Background: A debate exists as to whether it is advisable to extend the influenza immunization programs to the entire population, possibly due to the economic impact of this measure. This study is aimed at analyzing the cost-benefit ratio of an influenza immunization strategy among our country's working population. Methods: Economic study from a social standpoint, including the direct and indirect costs (lost productive time, adverse effects) of the immunization. The costs avoided include the loss of productivity (from the human capital standpoint) and the health costs avoided when the infection is prevented. A costs avoided/costs incurred ratio, known as the Return Rate (RR) is constructed. The costs are converted into constant 2003 euros. The data was compiled from published sources and a sensitivity analysis presented.

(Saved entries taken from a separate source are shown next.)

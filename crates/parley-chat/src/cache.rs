//! Response cache and its refresh from the lookup service.
//!
//! The cache maps normalized phrases to response records in insertion
//! order. Order matters: substring resolution takes the first contained
//! key, and the inference fallback offers the first entry's options.

use std::sync::Arc;

use indexmap::IndexMap;
use parley_core::{normalize_phrase, CachePolicy, ResponseRecord};
use tracing::debug;

use crate::backend::{LookupEntries, LookupRequest, LookupService};
use crate::error::ChatError;
use crate::session::SessionToken;

// =============================================================================
// ResponseCache
// =============================================================================

/// Insertion-ordered phrase -> record mapping, populated by lookups.
#[derive(Debug, Clone)]
pub struct ResponseCache {
    policy: CachePolicy,
    entries: IndexMap<String, ResponseRecord>,
}

impl ResponseCache {
    pub fn new(policy: CachePolicy) -> Self {
        Self {
            policy,
            entries: IndexMap::new(),
        }
    }

    pub fn policy(&self) -> CachePolicy {
        self.policy
    }

    /// Fold one lookup result into the cache according to the policy.
    ///
    /// Keys are normalized first; keys that normalize to nothing are dropped.
    /// Under `Merge` an existing key keeps its position and takes the new
    /// value; new keys are appended.
    pub fn apply(&mut self, entries: LookupEntries) {
        let normalized = entries.into_iter().filter_map(|(key, record)| {
            let key = normalize_phrase(&key);
            (!key.is_empty()).then_some((key, record))
        });

        match self.policy {
            CachePolicy::Replace => self.entries = normalized.collect(),
            CachePolicy::Merge => self.entries.extend(normalized),
        }
    }

    /// Exact lookup by normalized phrase.
    pub fn get(&self, phrase: &str) -> Option<&ResponseRecord> {
        self.entries.get(&normalize_phrase(phrase))
    }

    /// First key, in insertion order, that occurs inside `text`.
    pub fn first_contained_in(&self, text: &str) -> Option<(&str, &ResponseRecord)> {
        self.entries
            .iter()
            .find(|(key, _)| text.contains(key.as_str()))
            .map(|(key, record)| (key.as_str(), record))
    }

    /// The oldest entry still in the cache.
    pub fn first(&self) -> Option<(&str, &ResponseRecord)> {
        self.entries
            .first()
            .map(|(key, record)| (key.as_str(), record))
    }

    pub fn keys(&self) -> impl Iterator<Item = &str> {
        self.entries.keys().map(String::as_str)
    }

    pub fn len(&self) -> usize {
        self.entries.len()
    }

    pub fn is_empty(&self) -> bool {
        self.entries.is_empty()
    }
}

// =============================================================================
// CacheRefresher
// =============================================================================

/// Builds lookup requests for one deployment and fetches their entries.
#[derive(Clone)]
pub struct CacheRefresher {
    lookup: Arc<dyn LookupService>,
    client_id: String,
    include_session: bool,
}

impl CacheRefresher {
    pub fn new(lookup: Arc<dyn LookupService>, client_id: String, include_session: bool) -> Self {
        Self {
            lookup,
            client_id,
            include_session,
        }
    }

    /// Fetch entries for `phrase` without touching any cache.
    pub async fn fetch(
        &self,
        phrase: &str,
        token: Option<&SessionToken>,
    ) -> Result<LookupEntries, ChatError> {
        let request = LookupRequest {
            user_input: normalize_phrase(phrase),
            client_id: self.client_id.clone(),
            session_id: if self.include_session {
                token.map(|t| t.as_str().to_string())
            } else {
                None
            },
        };
        let entries = self.lookup.lookup(&request).await?;
        debug!(
            phrase = %request.user_input,
            entries = entries.len(),
            "Response lookup succeeded"
        );
        Ok(entries)
    }

    /// Fetch entries for `phrase` and fold them into `cache`.
    ///
    /// On failure the cache is left exactly as it was.
    pub async fn refresh(
        &self,
        cache: &mut ResponseCache,
        phrase: &str,
        token: Option<&SessionToken>,
    ) -> Result<(), ChatError> {
        let entries = self.fetch(phrase, token).await?;
        cache.apply(entries);
        Ok(())
    }
}

// =============================================================================
// Tests
// =============================================================================
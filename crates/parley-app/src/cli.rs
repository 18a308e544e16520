//! CLI argument definitions for the Parley terminal client.
//!
//! Priority resolution: CLI args > env vars > config file > defaults.

use clap::Parser;
use parley_core::ParleyConfig;
use std::path::PathBuf;

/// Parley: talk to a chat widget backend from the terminal.
#[derive(Parser, Debug)]
#[command(name = "parley", version, about)]
pub struct CliArgs {
    /// Path to the configuration file.
    #[arg(short = 'c', long = "config")]
    pub config: Option<PathBuf>,

    /// Backend base URL serving /getresponses and /ask.
    #[arg(short = 'u', long = "base-url")]
    pub base_url: Option<String>,

    /// Client identifier sent to the backend.
    #[arg(long = "client-id")]
    pub client_id: Option<String>,

    /// Log level (trace, debug, info, warn, error).
    #[arg(short = 'l', long = "log-level")]
    pub log_level: Option<String>,
}

impl CliArgs {
    /// Resolve the configuration file path.
    ///
    /// Priority: --config flag > PARLEY_CONFIG env var > ~/.parley/config.toml.
    pub fn resolve_config_path(&self) -> PathBuf {
        if let Some(ref p) = self.config {
            return p.clone();
        }
        if let Ok(p) = std::env::var("PARLEY_CONFIG") {
            return PathBuf::from(p);
        }
        default_config_path()
    }

    /// Apply command-line overrides on top of a loaded configuration.
    pub fn apply_overrides(&self, config: &mut ParleyConfig) {
        if let Some(ref url) = self.base_url {
            config.service.base_url = url.clone();
        }
        if let Some(ref id) = self.client_id {
            config.service.client_id = id.clone();
        }
        if let Some(ref level) = self.log_level {
            config.general.log_level = level.clone();
        }
    }
}

/// Default config file path for the current platform.
fn default_config_path() -> PathBuf {
    #[cfg(target_os = "windows")]
    if let Ok(home) = std::env::var("USERPROFILE") {
        return PathBuf::from(home).join(".parley").join("config.toml");
    }
    #[cfg(not(target_os = "windows"))]
    if let Ok(home) = std::env::var("HOME") {
        return PathBuf::from(home).join(".parley").join("config.toml");
    }
    PathBuf::from("config.toml")
}

#[cfg(test)]
mod tests {
    use super::*;

    #[test]
    fn test_parse_flags() {
        let args = CliArgs::parse_from([
            "parley",
            "--base-url",
            "http://localhost:8000",
            "--client-id",
            "terralogic_academy",
            "-l",
            "debug",
        ]);
        assert_eq!(args.base_url.as_deref(), Some("http://localhost:8000"));
        assert_eq!(args.client_id.as_deref(), Some("terralogic_academy"));
        assert_eq!(args.log_level.as_deref(), Some("debug"));
    }

    #[test]
    fn test_config_flag_wins() {
        let args = CliArgs::parse_from(["parley", "-c", "/tmp/parley.toml"]);
        assert_eq!(args.resolve_config_path(), PathBuf::from("/tmp/parley.toml"));
    }

    #[test]
    fn test_apply_overrides() {
        let args = CliArgs::parse_from(["parley", "-u", "http://localhost:8000"]);
        let mut config = ParleyConfig::default();
        args.apply_overrides(&mut config);
        assert_eq!(config.service.base_url, "http://localhost:8000");
        // Untouched values keep the loaded configuration
        assert_eq!(config.service.client_id, "lollypop_design");
        assert_eq!(config.general.log_level, "info");
    }
}
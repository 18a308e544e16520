//! Turn resolution state machine.
//!
//! Each user event runs one turn: record the phrase, refresh the response
//! cache, resolve against it (exact key or substring), optionally fall back
//! to remote inference, and deliver the bot message behind a typing
//! placeholder. At most one turn is in flight; a second event while one is
//! running is rejected with `ChatError::TurnInFlight`.

use std::sync::atomic::{AtomicBool, Ordering};
use std::sync::{Arc, Mutex, MutexGuard};
use std::time::Duration;

use parley_core::config::{ConversationConfig, MessagesConfig};
use parley_core::{
    normalize_phrase, ParleyConfig, ResolutionPath, ResolutionStrategy, ResponseRecord, Sender,
    Turn,
};
use tracing::{debug, info, warn};

use crate::backend::{InferenceRequest, InferenceService, LookupService};
use crate::cache::CacheRefresher;
use crate::error::ChatError;
use crate::presentation::{Presentation, TypingGuard};
use crate::session::{SessionToken, WidgetSession};

/// A user action submitted to the resolver.
#[derive(Clone, Debug, PartialEq, Eq)]
pub enum ChatEvent {
    /// A previously offered option was selected (display-cased label).
    OptionClicked(String),
    /// Free text was submitted from the input field.
    TextSubmitted(String),
}

/// Where the resolver is within the current turn.
#[derive(Clone, Copy, Debug, Default, PartialEq, Eq)]
pub enum ResolverState {
    #[default]
    Idle,
    AwaitingCacheRefresh,
    Resolving,
    Responded,
}

/// Resolves user events into bot turns.
pub struct TurnResolver {
    conversation: ConversationConfig,
    messages: MessagesConfig,
    client_id: String,
    model_choice: String,
    refresher: CacheRefresher,
    inference: Arc<dyn InferenceService>,
    ui: Arc<dyn Presentation>,
    state: Mutex<ResolverState>,
    in_flight: AtomicBool,
}

impl TurnResolver {
    pub fn new(
        config: &ParleyConfig,
        lookup: Arc<dyn LookupService>,
        inference: Arc<dyn InferenceService>,
        ui: Arc<dyn Presentation>,
    ) -> Self {
        let refresher = CacheRefresher::new(
            lookup,
            config.service.client_id.clone(),
            config.conversation.include_session_in_lookup,
        );
        Self {
            conversation: config.conversation.clone(),
            messages: config.messages.clone(),
            client_id: config.service.client_id.clone(),
            model_choice: config.service.model_choice.clone(),
            refresher,
            inference,
            ui,
            state: Mutex::new(ResolverState::Idle),
            in_flight: AtomicBool::new(false),
        }
    }

    pub fn state(&self) -> ResolverState {
        self.state.lock().map(|s| *s).unwrap_or_default()
    }

    /// Run one turn for `event` against `session`.
    ///
    /// Returns `Ok(None)` for blank text submissions, which are ignored.
    /// Lookup, inference and resolution failures are rendered to the user
    /// and recorded on the returned turn rather than returned as errors.
    pub async fn handle(
        &self,
        session: &Mutex<WidgetSession>,
        event: ChatEvent,
    ) -> Result<Option<Turn>, ChatError> {
        if let ChatEvent::TextSubmitted(text) = &event {
            if text.trim().is_empty() {
                debug!("Ignoring blank submission");
                return Ok(None);
            }
        }

        let _in_flight = self.begin_turn()?;

        let turn = match event {
            ChatEvent::OptionClicked(option) => self.on_option_clicked(session, &option).await?,
            ChatEvent::TextSubmitted(text) => self.on_text_submitted(session, &text).await?,
        };

        lock_session(session)?.turns.push(turn.clone());
        self.set_state(ResolverState::Responded);
        info!(
            phrase = %turn.user_phrase,
            path = ?turn.path,
            options = turn.options.len(),
            "Turn resolved"
        );
        Ok(Some(turn))
    }

    async fn on_option_clicked(
        &self,
        session: &Mutex<WidgetSession>,
        option: &str,
    ) -> Result<Turn, ChatError> {
        let phrase = normalize_phrase(option);
        self.ui.clear_options();
        self.ui.append_message(Sender::User, option);

        let token = {
            let mut s = lock_session(session)?;
            s.tracker.record(&phrase);
            s.identity.ensure_session()
        };

        let lookup_failed = self.refresh_cache(session, &phrase, &token).await?;

        self.set_state(ResolverState::Resolving);
        let turn = {
            let s = lock_session(session)?;
            match s.cache.get(&phrase) {
                Some(record) => answer(&s, &phrase, ResolutionPath::CacheHit, &phrase, record),
                None => self.unresolved(&phrase),
            }
        };

        let mut turn = self.deliver(turn).await;
        turn.lookup_failed = lookup_failed;
        Ok(turn)
    }

    async fn on_text_submitted(
        &self,
        session: &Mutex<WidgetSession>,
        raw: &str,
    ) -> Result<Turn, ChatError> {
        let text = normalize_phrase(raw);
        self.ui.clear_options();
        self.ui.append_message(Sender::User, &text);
        self.ui.clear_input();

        let token = {
            let mut s = lock_session(session)?;
            s.tracker.record(&text);
            s.identity.ensure_session()
        };

        let lookup_failed = self.refresh_cache(session, &text, &token).await?;

        self.set_state(ResolverState::Resolving);
        let strategy = self.conversation.resolution;
        let resolved = {
            let s = lock_session(session)?;
            match strategy {
                ResolutionStrategy::Exact => s
                    .cache
                    .get(&text)
                    .map(|record| answer(&s, &text, ResolutionPath::CacheHit, &text, record)),
                ResolutionStrategy::Substring => {
                    s.cache.first_contained_in(&text).map(|(key, record)| {
                        answer(&s, &text, ResolutionPath::SubstringMatch, key, record)
                    })
                }
            }
        };

        let mut turn = match resolved {
            Some(turn) => self.deliver(turn).await,
            None if strategy == ResolutionStrategy::Substring
                && self.conversation.fallback_to_inference =>
            {
                self.fallback(session, &text, &token).await?
            }
            None => self.deliver(self.unresolved(&text)).await,
        };
        turn.lookup_failed = lookup_failed;
        Ok(turn)
    }

    /// Escalate to the inference service.
    ///
    /// A successful answer is followed by the options of the oldest cache
    /// entry, whatever it is. Those options need not relate to the answer.
    async fn fallback(
        &self,
        session: &Mutex<WidgetSession>,
        text: &str,
        token: &SessionToken,
    ) -> Result<Turn, ChatError> {
        let request = InferenceRequest {
            user_input: text.to_string(),
            section_id: token.as_str().to_string(),
            client_id: self.client_id.clone(),
            model_choice: self.model_choice.clone(),
        };
        debug!(phrase = %text, session_id = %token, "Escalating to inference");

        let typing = TypingGuard::show(self.ui.as_ref());
        let (_, outcome) = tokio::join!(self.think(), self.inference.ask(&request));

        let turn = match outcome {
            Ok(reply) => match reply.usable_text() {
                Some(reply_text) => {
                    let s = lock_session(session)?;
                    let mut turn = Turn::new(text, ResolutionPath::RemoteFallback, reply_text);
                    if let Some((key, record)) = s.cache.first() {
                        turn.matched_key = Some(key.to_string());
                        turn.options = s.tracker.filter_unseen(&record.options);
                    }
                    turn
                }
                None => {
                    let err = ChatError::InferenceFailed("reply carried no response".to_string());
                    warn!(phrase = %text, error = %err, "Inference returned nothing usable");
                    Turn::new(
                        text,
                        ResolutionPath::FallbackFailed,
                        self.messages.inference_invalid.as_str(),
                    )
                }
            },
            Err(e) => {
                warn!(phrase = %text, error = %e, "Inference request failed");
                Turn::new(
                    text,
                    ResolutionPath::FallbackFailed,
                    self.messages.inference_unreachable.as_str(),
                )
            }
        };

        typing.finish();
        self.emit(&turn);
        Ok(turn)
    }

    /// Refresh the cache for `phrase`. Returns whether the lookup failed;
    /// a failed lookup leaves the cache as it was.
    async fn refresh_cache(
        &self,
        session: &Mutex<WidgetSession>,
        phrase: &str,
        token: &SessionToken,
    ) -> Result<bool, ChatError> {
        self.set_state(ResolverState::AwaitingCacheRefresh);
        match self.refresher.fetch(phrase, Some(token)).await {
            Ok(entries) => {
                lock_session(session)?.cache.apply(entries);
                Ok(false)
            }
            Err(e) => {
                warn!(phrase = %phrase, error = %e, "Response lookup failed; keeping existing cache");
                Ok(true)
            }
        }
    }

    /// Show the typing placeholder for the think delay, then emit `turn`.
    async fn deliver(&self, turn: Turn) -> Turn {
        let typing = TypingGuard::show(self.ui.as_ref());
        self.think().await;
        typing.finish();
        self.emit(&turn);
        turn
    }

    fn emit(&self, turn: &Turn) {
        self.ui.append_message(Sender::Bot, &turn.bot_text);
        if !turn.options.is_empty() {
            self.ui.present_options(&turn.options);
        }
    }

    fn unresolved(&self, phrase: &str) -> Turn {
        let err = ChatError::Unresolved(phrase.to_string());
        debug!(error = %err, "No cached response");
        Turn::new(
            phrase,
            ResolutionPath::Unresolved,
            self.messages.not_understood.as_str(),
        )
    }

    async fn think(&self) {
        let delay = self.conversation.typing_delay();
        if delay > Duration::ZERO {
            tokio::time::sleep(delay).await;
        }
    }

    fn begin_turn(&self) -> Result<InFlight<'_>, ChatError> {
        self.in_flight
            .compare_exchange(false, true, Ordering::AcqRel, Ordering::Acquire)
            .map_err(|_| ChatError::TurnInFlight)?;
        Ok(InFlight { resolver: self })
    }

    fn set_state(&self, next: ResolverState) {
        if let Ok(mut state) = self.state.lock() {
            *state = next;
        }
    }
}

/// Build a turn answered from a cache record, filtering its options.
fn answer(
    session: &WidgetSession,
    phrase: &str,
    path: ResolutionPath,
    key: &str,
    record: &ResponseRecord,
) -> Turn {
    let mut turn = Turn::new(phrase, path, record.text.as_str());
    turn.matched_key = Some(key.to_string());
    turn.options = session.tracker.filter_unseen(&record.options);
    turn
}

pub(crate) fn lock_session(
    session: &Mutex<WidgetSession>,
) -> Result<MutexGuard<'_, WidgetSession>, ChatError> {
    session
        .lock()
        .map_err(|e| ChatError::State(format!("session lock poisoned: {}", e)))
}

/// Marks a turn as running; released on every exit path.
struct InFlight<'a> {
    resolver: &'a TurnResolver,
}

impl Drop for InFlight<'_> {
    fn drop(&mut self) {
        if self.resolver.state() != ResolverState::Responded {
            self.resolver.set_state(ResolverState::Idle);
        }
        self.resolver.in_flight.store(false, Ordering::Release);
    }
}

// =============================================================================
// Tests
// =============================================================================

Results: The average cost of each immunization is 13.58 (95% CI 13.54 - 13.62) euros. Each case of influenza avoided saves an average expense of 374.71 (95% CI 372.59 - 376.83) euros. Every 1,000 immunizations would avoid an average of 29.3 influenza cases (95% CI 29.0 - 29.5 ). The net cost of immunization is 2.60 (95% CI 2.51 - 2.70) euros. The RR has an average value of 0.80 (95% CI 0.79 - 0.81), median 0.74, interquartile range (0.53 - 1.02) euros. In the case of avoiding more than 36 cases of influenza per 1,000 immunizations, the RR takes on values >1. Conclusions: The influenza immunization strategy for the working population is solely cost-effective for situations of high influence incidence and high vaccine effectiveness.
Keywords : Influenza; Models, Economic; Cost-Benefit analysis; Economic analysis.